If you ever have trouble with Restore Points, read Tweak System Restore to Perfect Your PC Protection. (You might want to print it out and put it somewhere safe, just in case.) Also, Bert Kinney has an immensely valuable System Restore FAQ
Some of you may be in a geeky frame of mind, so try Scott Dunn's Create Instant Restore Points trick, which uses a small script, or download Doug Knox's Single Click Creation of a System Restore Point/Runs as a Scheduled Task.
Finally, blog reader bobwool recommended ERUNT (Emergency Recovery Utility NT) as "a great freeware tool that backs up your registry and allows you to restore it." He's absolutely on target; Lars Hederer's ERUNT is a handy, donation-supported utility to have in your toolbox.

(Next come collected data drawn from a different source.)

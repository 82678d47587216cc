//! Repository for the `chirps` table.

use chirpy_core::types::DbId;
use sqlx::PgPool;
use uuid::Uuid;

use crate::models::chirp::{Chirp, CreateChirp};

/// Column list shared across queries to avoid repetition.
const COLUMNS: &str = "id, created_at, updated_at, body, user_id";

/// Provides CRUD operations for chirps.
pub struct ChirpRepo;

impl ChirpRepo {
    /// Insert a new chirp, returning the created row.
    pub async fn create(pool: &PgPool, input: &CreateChirp) -> Result<Chirp, sqlx::Error> {
        let query = format!(
            "INSERT INTO chirps (id, body, user_id)
             VALUES ($1, $2, $3)
             RETURNING {COLUMNS}"
        );
        sqlx::query_as::<_, Chirp>(&query)
            .bind(Uuid::new_v4())
            .bind(&input.body)
            .bind(input.user_id)
            .fetch_one(pool)
            .await
    }

    /// Find a chirp by ID.
    pub async fn find_by_id(pool: &PgPool, id: DbId) -> Result<Option<Chirp>, sqlx::Error> {
        let query = format!("SELECT {COLUMNS} FROM chirps WHERE id = $1");
        sqlx::query_as::<_, Chirp>(&query)
            .bind(id)
            .fetch_optional(pool)
            .await
    }

    /// Look up only the owner of a chirp.
    pub async fn find_owner(pool: &PgPool, id: DbId) -> Result<Option<DbId>, sqlx::Error> {
        sqlx::query_scalar::<_, DbId>("SELECT user_id FROM chirps WHERE id = $1")
            .bind(id)
            .fetch_optional(pool)
            .await
    }

    /// List all chirps, oldest first.
    pub async fn list(pool: &PgPool) -> Result<Vec<Chirp>, sqlx::Error> {
        let query = format!("SELECT {COLUMNS} FROM chirps ORDER BY created_at ASC");
        sqlx::query_as::<_, Chirp>(&query).fetch_all(pool).await
    }

    /// List the chirps of one author, oldest first.
    pub async fn list_by_author(pool: &PgPool, user_id: DbId) -> Result<Vec<Chirp>, sqlx::Error> {
        let query = format!(
            "SELECT {COLUMNS} FROM chirps WHERE user_id = $1 ORDER BY created_at ASC"
        );
        sqlx::query_as::<_, Chirp>(&query)
            .bind(user_id)
            .fetch_all(pool)
            .await
    }

    /// Delete a chirp. Returns `true` if a row was removed.
    pub async fn delete(pool: &PgPool, id: DbId) -> Result<bool, sqlx::Error> {
        let result = sqlx::query("DELETE FROM chirps WHERE id = $1")
            .bind(id)
            .execute(pool)
            .await?;
        Ok(result.rows_affected() > 0)
    }
}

Take a Break: Have you ever inadvertently deleted a file and then emptied the Recycle folder? You might want to read, and then print and save, How to Recover (Almost) Anything.
Removing Restore Points
There are a couple ways to get rid of Restore Points.
The first uses the Disk Cleanup utility to remove all but the last Restore Point. From My Computer, right-click the C: drive, choose Properties, and click Disk Cleanup. Once the hard drive stops churning, you'll see a list of items to delete, such as Temp files and the Internet cache. You might as well dump those, too. Next, choose the More Options tab and select Clean up in System Restore at the bottom panel of the dialog box.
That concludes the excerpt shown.